Information Security Terms & Conditions

1. Overview

This document defines the Information Security requirements that must be met by Consultants engaged to deliver Services to iMerit, Inc.

2. Definitions

• “iMerit” includes iMerit, Inc and all its subsidiaries.

• “Consultant” includes Consultant engaged to deliver Products to iMerit whether directly or through a Third-Party.

• “System” includes the hardware, software, and network infrastructure the Consultant uses and/or provides to create iMerit deliverables.

• “Equipment” includes hardware, software and network devices that form part of a system.

All Consultant Personnel

The following requirements are required of the Consultant providing professional technology services to iMerit:

1

Requirement

The Consultant adheres to local and international environmental, social, health & safety and business integrity laws and regulations in each jurisdiction in which it operates.

2

Requirement

The Consultant reviews and acknowledges their understanding of and commitment to comply with iMerit Code of Conduct, Anti-harassment and Information Security Management System (ISMS) policies.

3

Requirement

The Consultant takes steps to prevent unauthorized access to the facilities or information used to create iMerit deliverables.

4

Requirement

Consultant uses only Systems in performing Services that conform to iMerit SOW requirements.

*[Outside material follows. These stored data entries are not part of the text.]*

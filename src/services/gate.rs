//! Tenant gate for tenant-scoped pages.
//!
//! ```text
//! awaiting-session -> awaiting-tenant -> fetching-data -> success | error
//!                                     \-> redirecting
//!                                     \-> error (lookup failed)
//! awaiting-session -> error (no principal)
//! ```
//!
//! The fetch closure only ever receives a `TenantScope`, so no tenant-scoped request
//! can be issued before the binding is resolved.

use std::future::Future;

use crate::database::BindingStore;
use crate::error::ConsoleError;
use crate::types::{Principal, TenantScope};

use super::tenant_resolver::{TenantResolution, TenantResolver};

#[derive(Debug, Clone, Copy, PartialEq, Eq)]
pub enum Phase {
    AwaitingSession,
    AwaitingTenant,
    FetchingData,
    Success,
    Error,
    Redirecting,
}

/// Terminal state of a gated page
#[derive(Debug)]
pub enum GateOutcome<T> {
    Success(T),
    Error(ConsoleError),
    /// Single navigation target; the page answers with one redirect and nothing else
    Redirecting(String),
}

impl<T> GateOutcome<T> {
    pub fn phase(&self) -> Phase {
        match self {
            GateOutcome::Success(_) => Phase::Success,
            GateOutcome::Error(_) => Phase::Error,
            GateOutcome::Redirecting(_) => Phase::Redirecting,
        }
    }

    pub fn map<U>(self, f: impl FnOnce(T) -> U) -> GateOutcome<U> {
        match self {
            GateOutcome::Success(value) => GateOutcome::Success(f(value)),
            GateOutcome::Error(err) => GateOutcome::Error(err),
            GateOutcome::Redirecting(target) => GateOutcome::Redirecting(target),
        }
    }
}

#[derive(Debug)]
pub struct GateRun<T> {
    pub outcome: GateOutcome<T>,
    /// Phases walked, in order, ending with the terminal one
    pub trail: Vec<Phase>,
}

pub struct PageGate<'a> {
    store: &'a dyn BindingStore,
    onboarding_path: &'a str,
    trail: Vec<Phase>,
}

impl<'a> PageGate<'a> {
    pub fn new(store: &'a dyn BindingStore, onboarding_path: &'a str) -> Self {
        Self {
            store,
            onboarding_path,
            trail: vec![Phase::AwaitingSession],
        }
    }

    fn enter(&mut self, phase: Phase) {
        tracing::trace!(?phase, "Gate transition");
        self.trail.push(phase);
    }

    fn finish<T>(mut self, outcome: GateOutcome<T>) -> GateRun<T> {
        self.enter(outcome.phase());
        GateRun {
            outcome,
            trail: self.trail,
        }
    }

    pub async fn run<T, F, Fut>(mut self, principal: Option<&Principal>, fetch: F) -> GateRun<T>
    where
        F: FnOnce(TenantScope) -> Fut,
        Fut: Future<Output = Result<T, ConsoleError>>,
    {
        let Some(principal) = principal else {
            return self.finish(GateOutcome::Error(ConsoleError::AuthenticationAbsent));
        };

        self.enter(Phase::AwaitingTenant);
        let binding = match TenantResolver::new(self.store).resolve(principal).await {
            TenantResolution::Resolved(binding) => binding,
            TenantResolution::Absent => {
                let target = self.onboarding_path.to_string();
                tracing::info!(principal = %principal.id, target = %target, "Redirecting to onboarding");
                return self.finish(GateOutcome::Redirecting(target));
            }
            TenantResolution::Failed(reason) => {
                return self.finish(GateOutcome::Error(ConsoleError::TenantLookupFailed(reason)));
            }
        };

        self.enter(Phase::FetchingData);
        let scope = TenantScope {
            principal: principal.clone(),
            binding,
        };

        let outcome = match fetch(scope).await {
            Ok(value) => GateOutcome::Success(value),
            Err(err) => {
                tracing::warn!(principal = %principal.id, error = %err, "Tenant-scoped fetch failed");
                GateOutcome::Error(err)
            }
        };
        self.finish(outcome)
    }
}

#[cfg(test)]
mod tests {
    use super::*;
    use crate::database::BindingError;
    use crate::types::{TenantBinding, TenantId};
    use async_trait::async_trait;
    use std::sync::atomic::{AtomicUsize, Ordering};
    use uuid::Uuid;

    struct OneTenant(Option<&'static str>);

    #[async_trait]
    impl BindingStore for OneTenant {
        async fn find_binding(&self, principal_id: Uuid) -> Result<Option<TenantBinding>, BindingError> {
            Ok(self.0.map(|tenant| TenantBinding {
                principal_id,
                tenant_id: TenantId::parse(tenant).unwrap(),
                instance_url: None,
                issued_at: None,
            }))
        }

        async fn ping(&self) -> Result<(), BindingError> {
            Ok(())
        }
    }

    struct Broken;

    #[async_trait]
    impl BindingStore for Broken {
        async fn find_binding(&self, _principal_id: Uuid) -> Result<Option<TenantBinding>, BindingError> {
            Err(BindingError::InvalidRow("tenant_id is empty".to_string()))
        }

        async fn ping(&self) -> Result<(), BindingError> {
            Ok(())
        }
    }

    fn principal() -> Principal {
        Principal {
            id: Uuid::new_v4(),
            email: Some("ops@rift.test".to_string()),
        }
    }

    #[tokio::test]
    async fn resolved_tenant_scopes_the_fetch() {
        let store = OneTenant(Some("acme"));
        let principal = principal();
        let run = PageGate::new(&store, "/connect-salesforce")
            .run(Some(&principal), |scope| async move { Ok(scope.tenant_id().to_string()) })
            .await;

        assert!(matches!(run.outcome, GateOutcome::Success(ref t) if t == "acme"));
        assert_eq!(
            run.trail,
            vec![Phase::AwaitingSession, Phase::AwaitingTenant, Phase::FetchingData, Phase::Success]
        );
    }

    #[tokio::test]
    async fn absent_tenant_redirects_once_without_fetching() {
        let store = OneTenant(None);
        let fetches = AtomicUsize::new(0);
        let counter = &fetches;
        let principal = principal();
        let run = PageGate::new(&store, "/connect-salesforce")
            .run(Some(&principal), move |_scope| async move {
                counter.fetch_add(1, Ordering::SeqCst);
                Ok(())
            })
            .await;

        assert!(matches!(run.outcome, GateOutcome::Redirecting(ref to) if to == "/connect-salesforce"));
        assert_eq!(fetches.load(Ordering::SeqCst), 0);
        assert_eq!(run.trail.iter().filter(|p| **p == Phase::Redirecting).count(), 1);
        assert!(!run.trail.contains(&Phase::FetchingData));
    }

    #[tokio::test]
    async fn lookup_failure_is_an_inline_error() {
        let store = Broken;
        let principal = principal();
        let run = PageGate::new(&store, "/connect-salesforce")
            .run(Some(&principal), |_scope| async { Ok(()) })
            .await;

        match run.outcome {
            GateOutcome::Error(ConsoleError::TenantLookupFailed(reason)) => {
                assert_eq!(reason, "tenant binding record is malformed")
            }
            other => panic!("unexpected outcome: {:?}", other),
        }
        assert_eq!(run.trail, vec![Phase::AwaitingSession, Phase::AwaitingTenant, Phase::Error]);
    }

    #[tokio::test]
    async fn missing_principal_never_reaches_tenant_lookup() {
        let store = OneTenant(Some("acme"));
        let run = PageGate::new(&store, "/connect-salesforce")
            .run(None, |_scope| async { Ok(()) })
            .await;

        assert!(matches!(run.outcome, GateOutcome::Error(ConsoleError::AuthenticationAbsent)));
        assert_eq!(run.trail, vec![Phase::AwaitingSession, Phase::Error]);
    }

    #[tokio::test]
    async fn fetch_failure_ends_in_error() {
        let store = OneTenant(Some("acme"));
        let principal = principal();
        let run: GateRun<()> = PageGate::new(&store, "/connect-salesforce")
            .run(Some(&principal), |_scope| async {
                Err(ConsoleError::data_fetch_failed(Some(500), "backend responded with 500"))
            })
            .await;

        assert!(matches!(
            run.outcome,
            GateOutcome::Error(ConsoleError::DataFetchFailed { status: Some(500), .. })
        ));
        assert_eq!(run.trail.last(), Some(&Phase::Error));
    }
}
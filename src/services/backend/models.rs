//! Typed responses from the tenant-scoped data backend.
//!
//! Every endpoint decodes into an explicit type and passes a validation step, so a
//! malformed payload surfaces as a fetch failure instead of blank cells in a table.

use chrono::{DateTime, Utc};
use serde::{Deserialize, Serialize};
use serde_json::{Map, Value};

/// Post-decode checks the type system can't express
pub trait Validate {
    fn validate(&self) -> Result<(), String>;
}

impl<T: Validate> Validate for Vec<T> {
    fn validate(&self) -> Result<(), String> {
        self.iter()
            .enumerate()
            .try_for_each(|(i, item)| item.validate().map_err(|e| format!("item {}: {}", i, e)))
    }
}

fn require_id(id: &str) -> Result<(), String> {
    if id.trim().is_empty() {
        Err("missing id".to_string())
    } else {
        Ok(())
    }
}

/// Salesforce contact as returned by `/clients`
#[derive(Debug, Clone, PartialEq, Serialize, Deserialize)]
pub struct CrmClient {
    pub id: String,
    pub name: String,
    #[serde(default)]
    pub email: Option<String>,
    #[serde(default)]
    pub phone: Option<String>,
    #[serde(default, alias = "externalId")]
    pub external_id: Option<String>,
    #[serde(default, alias = "createdAt", deserialize_with = "timestamp::optional")]
    pub created_at: Option<DateTime<Utc>>,
    #[serde(default, alias = "updatedAt", deserialize_with = "timestamp::optional")]
    pub updated_at: Option<DateTime<Utc>>,
    /// Anything else the CRM sends, shown as metadata on the detail page
    #[serde(flatten)]
    pub extra: Map<String, Value>,
}

impl Validate for CrmClient {
    fn validate(&self) -> Result<(), String> {
        require_id(&self.id)
    }
}

#[derive(Debug, Clone, PartialEq, Serialize, Deserialize)]
pub struct CrmAdvisor {
    pub id: String,
    #[serde(default)]
    pub first_name: Option<String>,
    #[serde(default)]
    pub last_name: Option<String>,
    #[serde(default)]
    pub email: Option<String>,
    #[serde(default)]
    pub phone: Option<String>,
    #[serde(default)]
    pub status: Option<String>,
}

impl Validate for CrmAdvisor {
    fn validate(&self) -> Result<(), String> {
        require_id(&self.id)
    }
}

#[derive(Debug, Clone, PartialEq, Serialize, Deserialize)]
pub struct ActivityEntry {
    pub id: String,
    #[serde(default)]
    pub entity_type: Option<String>,
    pub action: String,
    #[serde(default)]
    pub description: Option<String>,
    #[serde(deserialize_with = "timestamp::required")]
    pub created_at: DateTime<Utc>,
}

impl Validate for ActivityEntry {
    fn validate(&self) -> Result<(), String> {
        require_id(&self.id)?;
        if self.action.trim().is_empty() {
            return Err("missing action".to_string());
        }
        Ok(())
    }
}

#[derive(Debug, Clone, PartialEq, Serialize, Deserialize)]
pub struct ServiceRequest {
    pub id: String,
    #[serde(default)]
    pub subject: Option<String>,
    #[serde(default)]
    pub status: Option<String>,
    #[serde(default, alias = "createdAt", deserialize_with = "timestamp::optional")]
    pub created_at: Option<DateTime<Utc>>,
}

impl Validate for ServiceRequest {
    fn validate(&self) -> Result<(), String> {
        require_id(&self.id)
    }
}

/// `/tenants/{id}/info`
#[derive(Debug, Clone, Default, PartialEq, Serialize, Deserialize)]
#[serde(rename_all = "camelCase")]
pub struct TenantInfo {
    #[serde(default, alias = "tenant_id")]
    pub tenant_id: Option<String>,
    #[serde(default)]
    pub name: Option<String>,
    #[serde(default, alias = "instance_url")]
    pub instance_url: Option<String>,
    #[serde(default, alias = "issued_at", deserialize_with = "timestamp::optional")]
    pub issued_at: Option<DateTime<Utc>>,
}

impl Validate for TenantInfo {
    fn validate(&self) -> Result<(), String> {
        Ok(())
    }
}

/// Salesforce reports `issued_at` as epoch millis, sometimes as a string;
/// the proxy itself emits RFC 3339. Accept all three.
pub(crate) mod timestamp {
    use chrono::{DateTime, Utc};
    use serde::{de::Error, Deserialize, Deserializer};

    #[derive(Deserialize)]
    #[serde(untagged)]
    enum Raw {
        Millis(i64),
        Text(String),
    }

    fn convert<E: Error>(raw: Raw) -> Result<DateTime<Utc>, E> {
        match raw {
            Raw::Millis(ms) => DateTime::<Utc>::from_timestamp_millis(ms)
                .ok_or_else(|| E::custom(format!("timestamp out of range: {}", ms))),
            Raw::Text(text) => {
                if let Ok(at) = DateTime::parse_from_rfc3339(&text) {
                    return Ok(at.with_timezone(&Utc));
                }
                text.trim()
                    .parse::<i64>()
                    .ok()
                    .and_then(DateTime::<Utc>::from_timestamp_millis)
                    .ok_or_else(|| E::custom(format!("invalid timestamp: {}", text)))
            }
        }
    }

    pub fn required<'de, D>(deserializer: D) -> Result<DateTime<Utc>, D::Error>
    where
        D: Deserializer<'de>,
    {
        convert(Raw::deserialize(deserializer)?)
    }

    pub fn optional<'de, D>(deserializer: D) -> Result<Option<DateTime<Utc>>, D::Error>
    where
        D: Deserializer<'de>,
    {
        Option::<Raw>::deserialize(deserializer)?.map(convert).transpose()
    }
}

#[cfg(test)]
mod tests {
    use super::*;
    use chrono::TimeZone;
    use serde_json::json;

    #[test]
    fn client_keeps_unknown_fields_as_extra() {
        let client: CrmClient = serde_json::from_value(json!({
            "id": "1",
            "name": "Jane Doe",
            "email": "j@x.com",
            "account_name": "Doe Family Trust"
        }))
        .unwrap();
        assert_eq!(client.email.as_deref(), Some("j@x.com"));
        assert_eq!(client.extra["account_name"], "Doe Family Trust");
        assert!(client.validate().is_ok());
    }

    #[test]
    fn client_system_fields_stay_out_of_extra() {
        let client: CrmClient = serde_json::from_value(json!({
            "id": "1",
            "name": "Jane Doe",
            "externalId": "003ABC",
            "created_at": "2026-01-05T15:04:00Z",
            "updatedAt": 1767625440000i64,
            "account_tier": "gold"
        }))
        .unwrap();
        let expected = Utc.with_ymd_and_hms(2026, 1, 5, 15, 4, 0).unwrap();
        assert_eq!(client.external_id.as_deref(), Some("003ABC"));
        assert_eq!(client.created_at, Some(expected));
        assert_eq!(client.updated_at, Some(expected));
        assert_eq!(client.extra.len(), 1);
        assert!(client.extra.contains_key("account_tier"));
    }

    #[test]
    fn client_without_name_is_rejected() {
        let result = serde_json::from_value::<CrmClient>(json!({ "id": "1", "email": "j@x.com" }));
        assert!(result.is_err());
    }

    #[test]
    fn blank_ids_fail_validation() {
        let clients: Vec<CrmClient> =
            serde_json::from_value(json!([{ "id": "1", "name": "A" }, { "id": "", "name": "B" }])).unwrap();
        let err = clients.validate().unwrap_err();
        assert!(err.starts_with("item 1"));
    }

    #[test]
    fn tenant_info_accepts_all_timestamp_shapes() {
        let expected = Utc.with_ymd_and_hms(2023, 11, 14, 22, 13, 20).unwrap();

        let millis: TenantInfo = serde_json::from_value(json!({ "issuedAt": 1700000000000i64 })).unwrap();
        assert_eq!(millis.issued_at, Some(expected));

        let text: TenantInfo = serde_json::from_value(json!({ "issuedAt": "1700000000000" })).unwrap();
        assert_eq!(text.issued_at, Some(expected));

        let rfc: TenantInfo = serde_json::from_value(json!({ "issued_at": "2023-11-14T22:13:20Z" })).unwrap();
        assert_eq!(rfc.issued_at, Some(expected));

        let none: TenantInfo = serde_json::from_value(json!({ "issuedAt": null })).unwrap();
        assert_eq!(none.issued_at, None);

        assert!(serde_json::from_value::<TenantInfo>(json!({ "issuedAt": "yesterday" })).is_err());
    }

    #[test]
    fn activity_requires_timestamp() {
        let result = serde_json::from_value::<ActivityEntry>(json!({ "id": "a1", "action": "created" }));
        assert!(result.is_err());
    }
}
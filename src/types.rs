/// Shared types used across the console

use chrono::{DateTime, Utc};
use serde::{Deserialize, Serialize};
use std::fmt;
use uuid::Uuid;

/// Authenticated operator identity, as issued by the external auth provider
#[derive(Debug, Clone, PartialEq, Eq, Serialize, Deserialize)]
pub struct Principal {
    pub id: Uuid,
    pub email: Option<String>,
}

/// Opaque tenant identifier. Never empty, never padded with whitespace.
#[derive(Debug, Clone, PartialEq, Eq, Hash, Serialize)]
#[serde(transparent)]
pub struct TenantId(String);

impl TenantId {
    /// Returns `None` for blank input.
    pub fn parse(raw: &str) -> Option<Self> {
        let trimmed = raw.trim();
        if trimmed.is_empty() {
            None
        } else {
            Some(Self(trimmed.to_string()))
        }
    }

    pub fn as_str(&self) -> &str {
        &self.0
    }
}

impl fmt::Display for TenantId {
    fn fmt(&self, f: &mut fmt::Formatter<'_>) -> fmt::Result {
        f.write_str(&self.0)
    }
}

impl<'de> Deserialize<'de> for TenantId {
    fn deserialize<D>(deserializer: D) -> Result<Self, D::Error>
    where
        D: serde::Deserializer<'de>,
    {
        let raw = String::deserialize(deserializer)?;
        TenantId::parse(&raw).ok_or_else(|| serde::de::Error::custom("tenant id must not be empty"))
    }
}

/// Record associating a principal with a tenant and its CRM instance
#[derive(Debug, Clone, PartialEq, Serialize, Deserialize)]
pub struct TenantBinding {
    pub principal_id: Uuid,
    pub tenant_id: TenantId,
    pub instance_url: Option<String>,
    pub issued_at: Option<DateTime<Utc>>,
}

/// Request context carried explicitly through every tenant-scoped call
#[derive(Debug, Clone)]
pub struct TenantScope {
    pub principal: Principal,
    pub binding: TenantBinding,
}

impl TenantScope {
    pub fn tenant_id(&self) -> &TenantId {
        &self.binding.tenant_id
    }
}
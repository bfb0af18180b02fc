use std::sync::Arc;

use handlebars::TemplateError;

use crate::config::AppConfig;
use crate::database::{BindingStore, DatabaseManager, PgBindingStore};
use crate::middleware::{JwtSessionProvider, SessionProvider};
use crate::services::{BackendClient, PageGate};
use crate::views::PageRenderer;

/// Where tenant-scoped pages send principals that have no binding yet
pub const ONBOARDING_PATH: &str = "/connect-salesforce";

/// Shared handles for every request. Configuration is resolved once at startup
/// and travels here instead of living in a global.
#[derive(Clone)]
pub struct AppState {
    pub config: Arc<AppConfig>,
    pub sessions: Arc<dyn SessionProvider>,
    pub bindings: Arc<dyn BindingStore>,
    pub backend: BackendClient,
    pub pages: Arc<PageRenderer>,
}

impl AppState {
    pub fn new(
        config: AppConfig,
        sessions: Arc<dyn SessionProvider>,
        bindings: Arc<dyn BindingStore>,
        backend: BackendClient,
    ) -> Result<Self, TemplateError> {
        Ok(Self {
            config: Arc::new(config),
            sessions,
            bindings,
            backend,
            pages: Arc::new(PageRenderer::new()?),
        })
    }

    /// Production wiring: JWT sessions, Postgres bindings, HTTP backend
    pub fn from_config(config: AppConfig) -> anyhow::Result<Self> {
        let pool = DatabaseManager::connect_lazy(&config.database)?;
        let backend = BackendClient::new(&config.backend)?;
        let sessions = Arc::new(JwtSessionProvider::new(&config.auth));
        let bindings = Arc::new(PgBindingStore::new(pool));

        Ok(Self::new(config, sessions, bindings, backend)?)
    }

    /// Fresh gate for one page request
    pub fn gate(&self) -> PageGate<'_> {
        PageGate::new(self.bindings.as_ref(), ONBOARDING_PATH)
    }
}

Use of personal equipment must be pre-authorized in writing by iMerit.

5

Requirement

The Consultant returns or securely destroys all proprietary and/or confidential information provided to the Consultant at completion of each SOW in accordance with iMerit’s policies for secure data deletion.

Consultant Working using iMerit Provided Equipment

All Consultant Personnel when working from Consultant facilities or home offices using iMerit provided equipment, Consultant shall:

1

Acknowledge receipt

Acknowledge receipt of the equipment and Consultant’s personal and financial responsibilities regarding use and protection of that equipment.

2

ISMS compliance

Adhere to iMerit’s ISMS policies and procedures pertaining to use of such equipment.

3

Authorized use

Use the equipment for iMerit Inc. business related purposes only.

4

Software licensing

Avoid installing any unauthorized copies of software and comply with software copyright infringement laws.

5

Report changes

Promptly report and document any changes in the status of such equipment to their iMerit supervisor.

6

Report theft

Report any theft of equipment to local police as well.

7

Return equipment

Promptly return equipment at completion of services in accordance with iMerit’s instructions.